Hamster uses local caching (currently APC) to keep some of the API response data to speed up future requests, but it has no persistent storage on its own, and it works purely off the GitHub API. The list of members in an organisation and individual user profiles are cached for 1 day, whereas the list of issues is cached for 3 minutes. Authentication happens via the GitHub oAuth API.

PLEASE NOTE: Hamster only works with GitHub organisations at the moment


1. Requirements

  • PHP 5.3+
  • APC
  • Mcrypt

2. Get GitHub API access

Hamster needs a valid API key to function. To get one, you need to register your application here. For the "Callback URL" field, just put the same as "Main URL" with "/auth" tagged at the end.

3/a. Deploy via Rake

There's a Rake file in place which will take care of building, configuring and deploying the Hamster application to a Linux/Apache server. It will create a new virtualhost, but you will have to create the folder the app will be copied into by hand.

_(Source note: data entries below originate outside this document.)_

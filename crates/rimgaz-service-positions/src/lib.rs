//! Bus position ingestion and alerting HTTP microservice.
//!
//! # Endpoints
//!
//! - `POST /api/v1/positions` - Ingest a position and evaluate alerts
//! - `GET /api/v1/positions` - Recent positions, newest first
//! - `GET /api/v1/alerts` - Raised alerts, newest first
//! - `POST /api/v1/alerts/{id}/resolve` - Mark an alert resolved
//! - `GET /api/v1/geofences` - All geofence zones
//! - `POST /api/v1/geofences` - Create a geofence zone
//! - `PUT /api/v1/geofences/{id}` - Replace a geofence zone
//! - `GET /metrics` - Prometheus metrics endpoint
//! - `GET /health/live` - Kubernetes liveness check
//! - `GET /health/ready` - Kubernetes readiness check

use axum::{
    Json, Router,
    extract::{
        Path, Query, State,
        rejection::{JsonRejection, PathRejection, QueryRejection},
    },
    http::{HeaderMap, StatusCode},
    response::IntoResponse,
    routing::{get, post, put},
};
use chrono::Utc;
use serde::Serialize;
use tower_http::{cors::CorsLayer, trace::TraceLayer};
use tracing::{info, warn};

use rimgaz_lib::{Error as LibError, GeofenceZone, PositionEvent};
use rimgaz_service_shared::{
    AlertFilter, AlertId, AlertQuery, AppState, Ingestion, MetricsLayer, PositionQuery,
    PositionRequest, ProblemDetails, ServiceResponse, StoredAlert, Validate, ZoneRequest,
    extract_or_generate_request_id, from_lib_error, health_live, health_ready, metrics_handler,
    record_active_zones, record_alert_raised, record_alert_resolved, record_position_ingested,
    record_position_rejected,
};

/// Positions returned by `GET /api/v1/positions`.
#[derive(Debug, Serialize)]
struct PositionList {
    count: usize,
    positions: Vec<PositionEvent>,
}

/// Alerts returned by `GET /api/v1/alerts`.
#[derive(Debug, Serialize)]
struct AlertList {
    count: usize,
    alerts: Vec<StoredAlert>,
}

/// Zones returned by `GET /api/v1/geofences`.
#[derive(Debug, Serialize)]
struct ZoneList {
    count: usize,
    active: usize,
    zones: Vec<GeofenceZone>,
}

/// HTTP response - either success or RFC 9457 error.
#[derive(Debug)]
enum Response<T> {
    Success(ServiceResponse<T>),
    Created(ServiceResponse<T>),
    Error(ProblemDetails),
}

impl<T> Response<T> {
    fn ok(data: T) -> Self {
        Response::Success(ServiceResponse::new(data))
    }

    fn created(data: T) -> Self {
        Response::Created(ServiceResponse::new(data))
    }
}

impl<T: Serialize> IntoResponse for Response<T> {
    fn into_response(self) -> axum::response::Response {
        match self {
            Response::Success(data) => (StatusCode::OK, Json(data)).into_response(),
            Response::Created(data) => (StatusCode::CREATED, Json(data)).into_response(),
            Response::Error(problem) => problem.into_response(),
        }
    }
}

impl<T> From<ProblemDetails> for Response<T> {
    fn from(problem: ProblemDetails) -> Self {
        Response::Error(problem)
    }
}

impl<T> From<Box<ProblemDetails>> for Response<T> {
    fn from(problem: Box<ProblemDetails>) -> Self {
        Response::Error(*problem)
    }
}

/// Build the service router.
///
/// `metrics_path` must start with `/`.
pub fn router(state: AppState, metrics_path: &str) -> Router {
    Router::new()
        .route(
            "/api/v1/positions",
            post(ingest_position_handler).get(list_positions_handler),
        )
        .route("/api/v1/alerts", get(list_alerts_handler))
        .route("/api/v1/alerts/{id}/resolve", post(resolve_alert_handler))
        .route(
            "/api/v1/geofences",
            get(list_zones_handler).post(create_zone_handler),
        )
        .route("/api/v1/geofences/{id}", put(replace_zone_handler))
        .route(metrics_path, get(metrics_handler))
        .route("/health/live", get(health_live))
        .route("/health/ready", get(health_ready))
        .layer(MetricsLayer)
        .layer(TraceLayer::new_for_http())
        .layer(CorsLayer::permissive())
        .with_state(state)
}

/// Handle POST /api/v1/positions requests.
async fn ingest_position_handler(
    State(state): State<AppState>,
    headers: HeaderMap,
    payload: Result<Json<PositionRequest>, JsonRejection>,
) -> Response<Ingestion> {
    let request_id = extract_or_generate_request_id(&headers);
    let request_id = request_id.as_str();

    if state.bus_count() == 0 {
        warn!(request_id, "position rejected: no buses loaded");
        record_position_rejected("no_fleet");
        return ProblemDetails::service_unavailable(
            "No buses are loaded; positions cannot be attributed",
            request_id,
        )
        .into();
    }

    let request = match payload {
        Ok(Json(request)) => request,
        Err(rejection) => {
            record_position_rejected("malformed_body");
            return ProblemDetails::bad_request(rejection.body_text(), request_id).into();
        }
    };

    if let Err(problem) = request.validate(request_id) {
        record_position_rejected("validation_error");
        return problem.into();
    }

    let status = request.status;
    let ingestion = match state.ingest(request.into_new_position(Utc::now())) {
        Ok(ingestion) => ingestion,
        Err(e) => {
            let reason = match e {
                LibError::UnknownBus { .. } => "unknown_bus",
                _ => "internal_error",
            };
            warn!(request_id, error = %e, "position rejected");
            record_position_rejected(reason);
            return from_lib_error(&e, request_id).into();
        }
    };

    record_position_ingested(status.as_str());
    for stored in &ingestion.alerts {
        record_alert_raised(stored.alert.alert_type.as_str());
    }

    info!(
        request_id,
        bus_id = ingestion.position.bus_id,
        position_id = ingestion.position.id,
        alerts = ingestion.alerts.len(),
        "position ingested"
    );

    Response::created(ingestion)
}

/// Handle GET /api/v1/positions requests.
async fn list_positions_handler(
    State(state): State<AppState>,
    headers: HeaderMap,
    query: Result<Query<PositionQuery>, QueryRejection>,
) -> Response<PositionList> {
    let request_id = extract_or_generate_request_id(&headers);
    let request_id = request_id.as_str();

    let query = match query {
        Ok(Query(query)) => query,
        Err(rejection) => return ProblemDetails::bad_request(rejection.body_text(), request_id).into(),
    };
    if let Err(problem) = query.validate(request_id) {
        return problem.into();
    }

    let positions = state.store().positions(query.bus_id, query.limit);
    Response::ok(PositionList {
        count: positions.len(),
        positions,
    })
}

/// Handle GET /api/v1/alerts requests.
async fn list_alerts_handler(
    State(state): State<AppState>,
    headers: HeaderMap,
    query: Result<Query<AlertQuery>, QueryRejection>,
) -> Response<AlertList> {
    let request_id = extract_or_generate_request_id(&headers);

    let query = match query {
        Ok(Query(query)) => query,
        Err(rejection) => {
            return ProblemDetails::bad_request(rejection.body_text(), request_id.as_str()).into();
        }
    };

    let alerts = state.store().alerts(AlertFilter {
        bus_id: query.bus_id,
        unresolved_only: query.unresolved,
    });
    Response::ok(AlertList {
        count: alerts.len(),
        alerts,
    })
}

/// Handle POST /api/v1/alerts/{id}/resolve requests.
async fn resolve_alert_handler(
    State(state): State<AppState>,
    headers: HeaderMap,
    id: Result<Path<AlertId>, PathRejection>,
) -> Response<StoredAlert> {
    let request_id = extract_or_generate_request_id(&headers);
    let request_id = request_id.as_str();

    let id = match id {
        Ok(Path(id)) => id,
        Err(rejection) => return ProblemDetails::bad_request(rejection.body_text(), request_id).into(),
    };

    match state.store().resolve_alert(id) {
        Ok(stored) => {
            record_alert_resolved();
            info!(request_id, alert_id = id, bus_id = stored.alert.bus_id, "alert resolved");
            Response::ok(stored)
        }
        Err(e) => from_lib_error(&e, request_id).into(),
    }
}

/// Handle GET /api/v1/geofences requests.
async fn list_zones_handler(State(state): State<AppState>) -> Response<ZoneList> {
    let zones = state.zones();
    Response::ok(ZoneList {
        count: zones.len(),
        active: zones.iter().filter(|z| z.is_active).count(),
        zones: (*zones).clone(),
    })
}

/// Handle POST /api/v1/geofences requests.
async fn create_zone_handler(
    State(state): State<AppState>,
    headers: HeaderMap,
    payload: Result<Json<ZoneRequest>, JsonRejection>,
) -> Response<GeofenceZone> {
    let request_id = extract_or_generate_request_id(&headers);
    let request_id = request_id.as_str();

    let request = match payload {
        Ok(Json(request)) => request,
        Err(rejection) => return ProblemDetails::bad_request(rejection.body_text(), request_id).into(),
    };
    if let Err(problem) = request.validate(request_id) {
        return problem.into();
    }

    match state.create_zone(|id| request.into_zone(id)) {
        Ok(zone) => {
            record_active_zones(state.active_zone_count());
            info!(request_id, zone_id = zone.id, shape = zone.shape().kind(), "geofence created");
            Response::created(zone)
        }
        Err(e) => from_lib_error(&e, request_id).into(),
    }
}

/// Handle PUT /api/v1/geofences/{id} requests.
async fn replace_zone_handler(
    State(state): State<AppState>,
    headers: HeaderMap,
    id: Result<Path<i64>, PathRejection>,
    payload: Result<Json<ZoneRequest>, JsonRejection>,
) -> Response<GeofenceZone> {
    let request_id = extract_or_generate_request_id(&headers);
    let request_id = request_id.as_str();

    let id = match id {
        Ok(Path(id)) => id,
        Err(rejection) => return ProblemDetails::bad_request(rejection.body_text(), request_id).into(),
    };
    let request = match payload {
        Ok(Json(request)) => request,
        Err(rejection) => return ProblemDetails::bad_request(rejection.body_text(), request_id).into(),
    };
    if let Err(problem) = request.validate(request_id) {
        return problem.into();
    }

    match state.replace_zone(id, request.into_zone(id)) {
        Ok(zone) => {
            record_active_zones(state.active_zone_count());
            info!(request_id, zone_id = id, active = zone.is_active, "geofence replaced");
            Response::ok(zone)
        }
        Err(e) => {
            warn!(request_id, zone_id = id, error = %e, "geofence replace failed");
            from_lib_error(&e, request_id).into()
        }
    }
}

PLEASE NOTE: Rake support is currently limited to RedHat-flavor Linux servers running Apache

For Rake to work, you'll need to create a configuration file by making a copy of deploy/example_rake_configfile.yaml and filling in the correct settings. The config file properties are:

  • server: The hostname to use when connecting to the server via SSH
  • path: Absolute path to the folder where the app should be deployed on the server
  • hostname: The host where Hamster will be running (it requires a dedicated hostname for now)
  • timezone: The time zone for your server. Set to "Europe/London" by default.
  • github_client_id: The client id for accessing the GitHub API (provided when the app is registered)
  • github_client_secret: The client secret for accessing the GitHub API (provided when the app is registered)
  • github_org: The name of the GitHub organisation you're displaying

Then run rake and point it at your config file:

rake configfile=~/path/to/configfile.yaml

If you're having problems getting Rake to work, you can try deploying Hamster manually (see below)

3/b. Deploy Manually

If you don't fancy using the Rake file, or just prefer more control over your server-side setup, you can do the configuration and deployment by hand as well. All you need to do is:

  1. Create the cfg folder in the code base root
  2. Copy the contents of deploy/example_settings.json into the file cfg/settings.json
  3. Fill in the correct settings in cfg/settings.json (see section above for info on properties)
  4. Copy the contents of deploy/hamster-cron into the file /etc/cron.d/hamster-cron (make sure permissions are set to "root")
  5. In the cron file, replace the SERVER_USER and HOSTNAME placeholders with the cron user and the web server hostname respectively
  6. Copy the cfg, lib, view and webroot folders to your web server


Just open the URL of the newly set up app, which on the first run will redirect you to "/auth" for authentication. This will in turn send you off to GitHub to authorise the application to access your account (if you haven't already done so), and then send you back to Hamster.

Opening the app URL when you're logged in sends you to "/dash" which is the main dashboard page, displaying all the users and their tickets.

The list of tickets is refreshed automatically in the background every 2 minutes. The freshness of the data is displayed in the top-left corner of the app.